Black cats have always had a bit of a hard time. First it was their association with witchcraft back in the Middle Ages, now it’s because they’re not photogenic enough to satisfy the “selfie” generation. The RSPCA has reported that of the more than 1,000 cats currently in care in the UK, 70% are black or black and white. The Moggery, a rescue centre in Bristol, says that all of the 40 cats currently in its care are black and owner Christine Bayka says that the situation is worse that it has ever been during the 21 years that the centre has been open.
Bayka told The Times: “It’s worse now because black cats don’t show up in selfies”. She added: “It happens all the time, I will go through the questions and say ‘are you flexible about colour?’ Then they will say ‘yes, as long as it’s not black.’”
The Moggery urged Bristol-based black cat owners to have them neutered back in February to try and prevent any unwanted future black cats from being abandoned and stuck in rescue homes.
The animal charity Blue Cross said that between 2007 and 2013 there had been a 65% rise in the number of black cats it took in annually.
A north-east London branch of the RSPCA said that black cats receive less inquiries on social media than other cats. A representative told The Telegraph:
“We had some photos of a single eight-week old tabby kitten on our Facebook page and received around 30 calls in two days from people keen to adopt him. We had maybe one call in relation to the black kittens which were posted for rehoming on the same day.”

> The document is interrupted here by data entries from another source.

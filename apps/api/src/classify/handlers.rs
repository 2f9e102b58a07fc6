use axum::extract::{Multipart, Query, State};
use axum::Json;
use bytes::Bytes;
use serde::{Deserialize, Serialize};
use tracing::info;

use crate::errors::AppError;
use crate::extract::{self, DocumentFormat};
use crate::state::AppState;

#[derive(Debug, Deserialize)]
pub struct ClassifyQuery {
    /// When true, the response echoes the extracted text verbatim.
    #[serde(default)]
    pub include_text: bool,
}

#[derive(Debug, Serialize)]
pub struct ClassifyResponse {
    pub filename: String,
    pub category: String,
    #[serde(skip_serializing_if = "Option::is_none")]
    pub extracted_text: Option<String>,
}

/// POST /api/v1/classify
///
/// Accepts one resume as a multipart `file` field and returns the
/// predicted job category. All pipeline errors surface here as a single
/// error body; no partial results.
pub async fn handle_classify(
    State(state): State<AppState>,
    Query(query): Query<ClassifyQuery>,
    mut multipart: Multipart,
) -> Result<Json<ClassifyResponse>, AppError> {
    let upload = read_upload(&mut multipart).await?;

    let format = DocumentFormat::from_filename(&upload.filename)?;
    let text = extract::extract(&upload.data, format)?;
    let category = state.pipeline.predict(&text)?;

    info!(filename = %upload.filename, %category, "classified resume");

    Ok(Json(ClassifyResponse {
        filename: upload.filename,
        category,
        extracted_text: query.include_text.then_some(text),
    }))
}

struct Upload {
    filename: String,
    data: Bytes,
}

/// Pulls the `file` field out of the multipart body. Consumed once,
/// held in memory, never persisted.
async fn read_upload(multipart: &mut Multipart) -> Result<Upload, AppError> {
    while let Some(field) = multipart
        .next_field()
        .await
        .map_err(|e| AppError::Validation(format!("invalid multipart body: {e}")))?
    {
        if field.name() != Some("file") {
            continue;
        }

        let filename = field
            .file_name()
            .ok_or_else(|| AppError::Validation("file field is missing a filename".to_string()))?
            .to_string();
        let data = field
            .bytes()
            .await
            .map_err(|e| AppError::Validation(format!("failed to read upload: {e}")))?;

        return Ok(Upload { filename, data });
    }

    Err(AppError::Validation(
        "multipart field 'file' is required".to_string(),
    ))
}
use super::ExtractError;

/// Extracts text from PDF bytes.
///
/// `pdf_extract` walks the pages in order and concatenates their text,
/// which is exactly the single-pass traversal we want; no separator is
/// added beyond what the page text itself carries.
pub fn extract_text(data: &[u8]) -> Result<String, ExtractError> {
    pdf_extract::extract_text_from_mem(data).map_err(|e| ExtractError::Pdf(e.to_string()))
}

The owner of a Nottingham-based cat rescue centre told The Telegraph that ginger male cats are the most popular. Dr Jane Tyson, a scientific officer for the companion animals department at the RSPCA said: “Ginger and tabbies have the distinctive markings making them look more attractive to some but we would urge people to look beyond what an animal looks like. Their fur makes no difference to how much love they have to give.”
However, it’s not all doom and gloom for our dark-furred friends. Rachel Saunders, London Cattery Manager at Battersea Cats and Dogs Home said that while black cats do tend to take around three or four days longer to rehome, they do all go to loving new homes and some people even specifically ask for a black cat.